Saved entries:
- - - - -

//! # Muddle Settings
//!
//! Loads [`PluginSettings`] from JSON, TOML or YAML files. TOML and YAML
//! support sit behind the `toml-config` and `yaml-config` features.
pub mod error;

use std::path::Path;

use log::debug;
use serde::{Deserialize, Serialize};

pub use error::ConfigError;

use crate::plugin_system::manifest::PluginManifest;

/// Core plugins used when settings do not name any
pub const DEFAULT_CORE_PLUGINS: &[&str] = &["core-logging"];

/// Log filter used when settings do not name one
pub const DEFAULT_LOG_LEVEL: &str = "info";

/// Settings file syntax, picked from the file extension
#[derive(Debug, Clone, Copy, PartialEq)]
pub enum ConfigFormat {
    Json,
    /// `.yaml` or `.yml`
    #[cfg(feature = "yaml-config")]
    Yaml,
    #[cfg(feature = "toml-config")]
    Toml,
}

impl ConfigFormat {
    /// Canonical extension, used in log messages
    pub fn extension(&self) -> &'static str {
        match self {
            ConfigFormat::Json => "json",
            #[cfg(feature = "yaml-config")]
            ConfigFormat::Yaml => "yaml",
            #[cfg(feature = "toml-config")]
            ConfigFormat::Toml => "toml",
        }
    }

    /// Format of a settings file, or `None` when the extension is unknown or
    /// its feature is disabled. Matching ignores case.
    pub fn from_path(path: &Path) -> Option<Self> {
        let ext = path.extension()?.to_str()?.to_ascii_lowercase();
        match ext.as_str() {
            "json" => Some(ConfigFormat::Json),
            #[cfg(feature = "yaml-config")]
            "yaml" | "yml" => Some(ConfigFormat::Yaml),
            #[cfg(feature = "toml-config")]
            "toml" => Some(ConfigFormat::Toml),
            _ => None,
        }
    }
}

/// Plugin engine settings
#[derive(Debug, Clone, PartialEq, Serialize, Deserialize)]
#[serde(default)]
pub struct PluginSettings {
    /// Plugins the root manager registers and enables at construction
    pub core_plugins: Vec<String>,
    /// Plugins enabled at startup, after the core plugins
    pub enable: Vec<String>,
    /// Log filter handed to the logging plugin
    pub log_level: String,
    /// Declarative plugins
    pub plugins: Vec<PluginManifest>,
}

impl Default for PluginSettings {
    fn default() -> Self {
        Self {
            core_plugins: DEFAULT_CORE_PLUGINS.iter().map(|s| s.to_string()).collect(),
            enable: Vec::new(),
            log_level: DEFAULT_LOG_LEVEL.to_string(),
            plugins: Vec::new(),
        }
    }
}

impl PluginSettings {
    /// Parse settings text in the given format
    pub fn parse(data: &str, format: ConfigFormat) -> Result<Self, ConfigError> {
        match format {
            ConfigFormat::Json => serde_json::from_str(data).map_err(ConfigError::json),
            #[cfg(feature = "yaml-config")]
            ConfigFormat::Yaml => serde_yaml::from_str(data).map_err(ConfigError::yaml),
            #[cfg(feature = "toml-config")]
            ConfigFormat::Toml => toml::from_str(data).map_err(ConfigError::toml),
        }
    }

    /// Load settings from a file, picking the format from its extension
    pub fn load(path: &Path) -> Result<Self, ConfigError> {
        let format = ConfigFormat::from_path(path).ok_or_else(|| {
            ConfigError::UnsupportedConfigFormat(path.display().to_string())
        })?;
        let data = std::fs::read_to_string(path)
            .map_err(|e| ConfigError::io(e, "read_settings", path.to_path_buf()))?;

        debug!("Loading {} settings from {}", format.extension(), path.display());
        Self::parse(&data, format)
    }
}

- - - - -

To do:
Which lines hold the word "derive"? Return all of them from the records above.

Result:
#[derive(Debug, Clone, Copy, PartialEq)]
#[derive(Debug, Clone, PartialEq, Serialize, Deserialize)]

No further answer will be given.